▶ Task goal
Transcribe the entries below exactly as they appear.

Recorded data
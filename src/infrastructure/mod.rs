//! 基础设施层：数据库、日志、存储

pub mod database;
pub mod logger;
pub mod store;
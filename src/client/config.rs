//! 客户端配置

use url::Url;

use super::Result;

/// 未配置时使用的服务地址
pub const DEFAULT_API_URL: &str = "http://localhost:5015/";

/// 覆盖服务地址的环境变量
pub const API_URL_ENV: &str = "CATALOG_API_URL";

#[derive(Debug, Clone, PartialEq)]
pub struct ClientConfig {
    pub api_url: Url,
}

impl ClientConfig {
    /// 解析服务地址：显式传入的值优先，否则使用默认地址
    ///
    /// 地址只在启动时解析一次；路径统一以 `/` 结尾，
    /// 保证 `Url::join` 拼接相对路径时不会丢掉最后一段。
    pub fn resolve(api_url: Option<&str>) -> Result<Self> {
        let raw = api_url.unwrap_or(DEFAULT_API_URL).trim();
        let mut api_url = Url::parse(raw)?;

        if !api_url.path().ends_with('/') {
            let path = format!("{}/", api_url.path());
            api_url.set_path(&path);
        }

        Ok(Self { api_url })
    }
}
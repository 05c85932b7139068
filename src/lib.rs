//! # 产品目录
//!
//! 单表 `product` 的 CRUD 服务及其客户端：
//! - `app`：产品资源的模型、服务、处理器和路由
//! - `core`：统一错误处理、请求日志中间件
//! - `infrastructure`：数据库连接池、日志、存储实现
//! - `client`：HTTP 客户端与列表视图

pub mod app;
pub mod client;
pub mod config;
pub mod core;
pub mod infrastructure;
pub mod server;

pub use app::product::model::Product;
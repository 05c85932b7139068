//! 产品业务服务

use std::sync::Arc;

use tracing::{debug, info};

use super::model::Product;
use crate::core::error::CoreError;
use crate::infrastructure::store::ProductStore;

#[derive(Clone)]
pub struct ProductService {
    store: Arc<dyn ProductStore>,
}

impl ProductService {
    pub fn new(store: Arc<dyn ProductStore>) -> Self {
        Self { store }
    }

    pub async fn list_products(&self) -> Result<Vec<Product>, CoreError> {
        let products = self.store.list().await?;
        debug!("Listed {} products", products.len());
        Ok(products)
    }

    pub async fn get_product(&self, id: i32) -> Result<Option<Product>, CoreError> {
        let product = self.store.get(id).await?;
        debug!("Lookup product {}: found={}", id, product.is_some());
        Ok(product)
    }

    /// 创建产品；请求中的 id 被忽略，由存储分配
    pub async fn create_product(&self, product: Product) -> Result<Product, CoreError> {
        let created = self.store.insert(&product).await?;
        info!("Created product {} ({:?})", created.id, created.product_code);
        Ok(created)
    }

    /// 整行替换，id 不存在时返回 NotFound
    pub async fn update_product(&self, product: Product) -> Result<(), CoreError> {
        if !self.store.update(&product).await? {
            return Err(CoreError::NotFound(format!("产品 {} 不存在", product.id)));
        }
        info!("Updated product {}", product.id);
        Ok(())
    }

    pub async fn delete_product(&self, id: i32) -> Result<(), CoreError> {
        if !self.store.delete(id).await? {
            return Err(CoreError::NotFound(format!("产品 {} 不存在", id)));
        }
        info!("Deleted product {}", id);
        Ok(())
    }

    pub async fn check_store(&self) -> Result<(), CoreError> {
        self.store.ping().await?;
        Ok(())
    }
}
use std::path::PathBuf;

use clap::Parser;
use product_catalog::config::Config;
use product_catalog::infrastructure::logger::Logger;
use product_catalog::server;
use tracing::error;

/// 产品目录 HTTP 服务
#[derive(Parser, Debug)]
#[command(name = "catalog-server", version, about)]
struct Args {
    /// TOML 配置文件路径
    #[arg(short, long, env = "CATALOG_CONFIG")]
    config: Option<PathBuf>,
}

#[tokio::main]
async fn main() -> anyhow::Result<()> {
    let args = Args::parse();
    let config = Config::load(args.config.as_deref())?;

    Logger::init(&config.logging.level);

    // 错误只通过日志输出一次
    if let Err(e) = server::run(config).await {
        error!("Server failed: {:#}", e);
        std::process::exit(1);
    }
    Ok(())
}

▶ Solution for this exercise
filename src/infrastructure/mod.rs
//! 基础设施层：数据库、日志、存储

pub mod database;
pub mod logger;
pub mod store;
filename src/client/config.rs
//! 客户端配置

use url::Url;

use super::Result;

/// 未配置时使用的服务地址
pub const DEFAULT_API_URL: &str = "http://localhost:5015/";

/// 覆盖服务地址的环境变量
pub const API_URL_ENV: &str = "CATALOG_API_URL";

#[derive(Debug, Clone, PartialEq)]
pub struct ClientConfig {
    pub api_url: Url,
}

impl ClientConfig {
    /// 解析服务地址：显式传入的值优先，否则使用默认地址
    ///
    /// 地址只在启动时解析一次；路径统一以 `/` 结尾，
    /// 保证 `Url::join` 拼接相对路径时不会丢掉最后一段。
    pub fn resolve(api_url: Option<&str>) -> Result<Self> {
        let raw = api_url.unwrap_or(DEFAULT_API_URL).trim();
        let mut api_url = Url::parse(raw)?;

        if !api_url.path().ends_with('/') {
            let path = format!("{}/", api_url.path());
            api_url.set_path(&path);
        }

        Ok(Self { api_url })
    }
}
repository 05c85932b7139068
filename src/lib.rs
//! # 产品目录
//!
//! 单表 `product` 的 CRUD 服务及其客户端：
//! - `app`：产品资源的模型、服务、处理器和路由
//! - `core`：统一错误处理、请求日志中间件
//! - `infrastructure`：数据库连接池、日志、存储实现
//! - `client`：HTTP 客户端与列表视图

pub mod app;
pub mod client;
pub mod config;
pub mod core;
pub mod infrastructure;
pub mod server;

pub use app::product::model::Product;
repository 05c85932b7139068
//! 产品业务服务

use std::sync::Arc;

use tracing::{debug, info};

use super::model::Product;
use crate::core::error::CoreError;
use crate::infrastructure::store::ProductStore;

#[derive(Clone)]
pub struct ProductService {
    store: Arc<dyn ProductStore>,
}

impl ProductService {
    pub fn new(store: Arc<dyn ProductStore>) -> Self {
        Self { store }
    }

    pub async fn list_products(&self) -> Result<Vec<Product>, CoreError> {
        let products = self.store.list().await?;
        debug!("Listed {} products", products.len());
        Ok(products)
    }

    pub async fn get_product(&self, id: i32) -> Result<Option<Product>, CoreError> {
        let product = self.store.get(id).await?;
        debug!("Lookup product {}: found={}", id, product.is_some());
        Ok(product)
    }

    /// 创建产品；请求中的 id 被忽略，由存储分配
    pub async fn create_product(&self, product: Product) -> Result<Product, CoreError> {
        let created = self.store.insert(&product).await?;
        info!("Created product {} ({:?})", created.id, created.product_code);
        Ok(created)
    }

    /// 整行替换，id 不存在时返回 NotFound
    pub async fn update_product(&self, product: Product) -> Result<(), CoreError> {
        if !self.store.update(&product).await? {
            return Err(CoreError::NotFound(format!("产品 {} 不存在", product.id)));
        }
        info!("Updated product {}", product.id);
        Ok(())
    }

    pub async fn delete_product(&self, id: i32) -> Result<(), CoreError> {
        if !self.store.delete(id).await? {
            return Err(CoreError::NotFound(format!("产品 {} 不存在", id)));
        }
        info!("Deleted product {}", id);
        Ok(())
    }

    pub async fn check_store(&self) -> Result<(), CoreError> {
        self.store.ping().await?;
        Ok(())
    }
}
use std::path::PathBuf;

use clap::Parser;
use product_catalog::config::Config;
use product_catalog::infrastructure::logger::Logger;
use product_catalog::server;
use tracing::error;

/// 产品目录 HTTP 服务
#[derive(Parser, Debug)]
#[command(name = "catalog-server", version, about)]
struct Args {
    /// TOML 配置文件路径
    #[arg(short, long, env = "CATALOG_CONFIG")]
    config: Option<PathBuf>,
}

#[tokio::main]
async fn main() -> anyhow::Result<()> {
    let args = Args::parse();
    let config = Config::load(args.config.as_deref())?;

    Logger::init(&config.logging.level);

    // 错误只通过日志输出一次
    if let Err(e) = server::run(config).await {
        error!("Server failed: {:#}", e);
        std::process::exit(1);
    }
    Ok(())
}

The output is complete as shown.